Aller à un concert de Arca c’est un peu comme se débattre dans les tentacules d’une pieuvre en latex qui vous tire vers les fonds marins pour vous ouvrir grand les yeux avec ses ventouses et vous montrer comment c’est la vie en bas. Au début on est un peu « Ah bon? Mais c’est profond quand même » et à la fin on est plus « Ah oui! Je peux même respirer! ». Avant d’être un céphalopode révélateur, Alejandro Ghersi est un artiste ayant collaboré avec tout ce qui se fait de sponsorisable par Adidas ou Alexander MacQueen aujourd’hui : Björk, Kanye West, Frank Ocean, FKA Twigs. Mais lorsqu’il s’agit de projets personnels, Ghersi s’extrait de la hype et prêche pour sa niche, toujours accompagné au VJ de son compère de toujours, Jesse Kanda. Petit tour d’horizon de l’oeuvre de cet enfant de la culture hentai-queer-SM qui pourrait bien arriver un jour à la démocratiser.
INSTANT WIKIPEDIA
Né à Caracas au Venezuela, Alejandro Ghersi grandit dans une « sorte de bulle » (selon ses mots) dans le Connecticut, entre éducation privée et leçons de piano pour finalement revenir sur sa terre d’origine à l’âge de 9 ans, en pleine installation du régime bolivarien.

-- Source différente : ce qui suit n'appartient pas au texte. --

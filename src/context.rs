use crate::state::ResultState;

/// The context handed to every template the directive instantiates.
///
/// `implicit` is the whole state, the other fields are its parts, so a
/// template can bind whichever it needs:
///
/// ```rust
/// use dioxus_stateful::prelude::*;
///
/// let ctx = StatefulContext::from(ResultState::<u32, String>::resolved(42));
/// assert_eq!(ctx.result, Some(42));
/// assert!(!ctx.is_loading);
/// assert_eq!(ctx.implicit, ResultState::resolved(42));
/// ```
#[derive(Debug, Clone, PartialEq)]
pub struct StatefulContext<R, E> {
    pub implicit: ResultState<R, E>,
    pub is_loading: bool,
    pub error: Option<E>,
    pub result: Option<R>,
}

impl<R: Clone, E: Clone> From<ResultState<R, E>> for StatefulContext<R, E> {
    fn from(state: ResultState<R, E>) -> Self {
        Self {
            is_loading: state.is_loading,
            error: state.error.clone(),
            result: state.result.clone(),
            implicit: state,
        }
    }
}

impl<R, E> StatefulContext<R, E> {
    /// The whole state, same as `implicit`
    pub fn state(&self) -> &ResultState<R, E> {
        &self.implicit
    }
}
use crate::{
    config::StatefulConfig,
    container::{Template, ViewContainer},
    context::StatefulContext,
    error::{Error, Result},
    state::{PartialResultState, ResultState},
};


/// Which of the three views is attached to the container
#[derive(Debug, Clone, Copy, PartialEq, Eq, Hash)]
pub enum MountedView {
    Loader,
    Error,
    Content,
}

/// The handle of the attached view, tagged with the branch that attached it.
/// Holding a single value makes a loader and an error handle coexisting
/// impossible.
#[derive(Debug)]
enum Mounted<H> {
    Empty,
    Loader(H),
    Error(H),
    Content(H),
}

impl<H> Mounted<H> {
    fn view(&self) -> Option<MountedView> {
        match self {
            Mounted::Empty => None,
            Mounted::Loader(_) => Some(MountedView::Loader),
            Mounted::Error(_) => Some(MountedView::Error),
            Mounted::Content(_) => Some(MountedView::Content),
        }
    }

    fn handle(&self) -> Option<&H> {
        match self {
            Mounted::Empty => None,
            Mounted::Loader(h) | Mounted::Error(h) | Mounted::Content(h) => Some(h),
        }
    }
}

/// Keeps exactly one of a loader, an error or a content view attached to a
/// [`ViewContainer`], according to the last [`ResultState`] it was given.
///
/// - `is_loading` attaches the loader: the loader template if one was set,
///   else the configured loader component, else the container's default one.
/// - otherwise an `error` attaches the error view, chosen the same way.
/// - otherwise the content template is attached with the current
///   [`StatefulContext`].
///
/// Loading takes precedence over an error, both take precedence over the
/// content. A loader or error view that is already attached is left in place
/// when a new state lands in the same branch. Every other transition clears
/// the whole container before attaching the new view.
///
/// Nothing is attached until a first state is given.
pub struct StatefulDirective<R, E, V>
where
    V: ViewContainer<StatefulContext<R, E>>,
{
    container: V,
    template: V::Template,
    config: StatefulConfig<V::Component>,
    context: Option<StatefulContext<R, E>>,
    loader_template: Option<V::Template>,
    error_template: Option<V::Template>,
    mounted: Mounted<V::ViewRef>,
}

impl<R, E, V> StatefulDirective<R, E, V>
where
    R: Clone + PartialEq,
    E: Clone + PartialEq,
    V: ViewContainer<StatefulContext<R, E>>,
{
    /// `template` is the content template, attached once the state is
    /// resolved. `config` is read as is, it is never looked up again.
    pub fn new(container: V, template: V::Template, config: StatefulConfig<V::Component>) -> Self {
        Self {
            container,
            template,
            config,
            context: None,
            loader_template: None,
            error_template: None,
            mounted: Mounted::Empty,
        }
    }

    /// Sets the state and updates the container.
    ///
    /// A state equal to the current one is ignored.
    pub fn set_state(&mut self, state: ResultState<R, E>) {
        if self
            .context
            .as_ref()
            .is_some_and(|context| context.implicit == state)
        {
            log::debug!("StatefulDirective - state unchanged, skipping update");
            return;
        }
        self.context = Some(state.into());
        self.update_view();
    }

    /// Same as [`set_state`](Self::set_state) for a state whose fields may be
    /// unset. Returns [`Error::InvalidInput`] if one is, without touching the
    /// container.
    pub fn try_set_state(&mut self, state: PartialResultState<R, E>) -> Result<()> {
        let state = ResultState::try_from(state).inspect_err(|e| log::error!("{e}"))?;
        self.set_state(state);
        Ok(())
    }

    /// Overrides the loader view with a template, or goes back to the
    /// component with `None`. An attached loader is replaced.
    pub fn set_loader_template(&mut self, template: Option<V::Template>) -> Result<()> {
        assert_template::<StatefulContext<R, E>, _>("loader_template", template.as_ref())?;
        self.loader_template = template;
        if let Mounted::Loader(_) = self.mounted {
            self.mounted = Mounted::Empty;
        }
        self.update_view();
        Ok(())
    }

    /// Overrides the error view with a template, or goes back to the
    /// component with `None`. An attached error view is replaced.
    pub fn set_error_template(&mut self, template: Option<V::Template>) -> Result<()> {
        assert_template::<StatefulContext<R, E>, _>("error_template", template.as_ref())?;
        self.error_template = template;
        if let Mounted::Error(_) = self.mounted {
            self.mounted = Mounted::Empty;
        }
        self.update_view();
        Ok(())
    }

    fn update_view(&mut self) {
        let Some(context) = &self.context else {
            return;
        };

        if context.is_loading {
            if let Mounted::Loader(_) = self.mounted {
                return;
            }
            log::debug!("StatefulDirective - mounting loader");
            self.container.clear();
            let view = match (&self.loader_template, &self.config.loader_component) {
                (Some(template), _) => self.container.create_embedded_view(template, context),
                (None, Some(component)) => self.container.create_component(component),
                (None, None) => self
                    .container
                    .create_component(&V::default_loader_component()),
            };
            self.mounted = Mounted::Loader(view);
        } else if context.error.is_some() {
            if let Mounted::Error(_) = self.mounted {
                return;
            }
            log::debug!("StatefulDirective - mounting error view");
            self.container.clear();
            let view = match (&self.error_template, &self.config.error_component) {
                (Some(template), _) => self.container.create_embedded_view(template, context),
                (None, Some(component)) => self.container.create_component(component),
                (None, None) => self
                    .container
                    .create_component(&V::default_error_component()),
            };
            self.mounted = Mounted::Error(view);
        } else {
            log::debug!("StatefulDirective - mounting content");
            self.mounted = Mounted::Empty;
            self.container.clear();
            let view = self.container.create_embedded_view(&self.template, context);
            self.mounted = Mounted::Content(view);
        }
    }

    /// The attached view, `None` before the first state
    pub fn mounted(&self) -> Option<MountedView> {
        self.mounted.view()
    }

    /// Handle of the attached view
    pub fn mounted_ref(&self) -> Option<&V::ViewRef> {
        self.mounted.handle()
    }

    /// The context templates are instantiated with, `None` before the first state
    pub fn context(&self) -> Option<&StatefulContext<R, E>> {
        self.context.as_ref()
    }

    /// The container the views are attached to
    pub fn container(&self) -> &V {
        &self.container
    }

    /// The configuration given at construction
    pub fn config(&self) -> &StatefulConfig<V::Component> {
        &self.config
    }

    /// The loader template override, if any
    pub fn loader_template(&self) -> Option<&V::Template> {
        self.loader_template.as_ref()
    }

    /// The error template override, if any
    pub fn error_template(&self) -> Option<&V::Template> {
        self.error_template.as_ref()
    }
}

fn assert_template<C, T: Template<C>>(property: &'static str, template: Option<&T>) -> Result<()> {
    match template {
        Some(template) if !template.is_instantiable() => {
            let error = Error::InvalidTemplate { property };
            log::error!("{error}");
            Err(error)
        }
        _ => Ok(()),
    }
}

Or, le combo famille aisée et homosexualité n’est pas celui qui peut réussir le mieux au développement d’un jeune vénézuélien à ce moment-là. D’autant plus qu’à cela s’ajoute une petite notoriété dans ses années lycées grâce à son groupe Nuuro qui annonçait déjà les prémices de son travail actuel. C’est à 17 ans, lors de son admission à la School of Arts and Science de New-York, que peut réellement commencer à s’exprimer le personnage de Arca.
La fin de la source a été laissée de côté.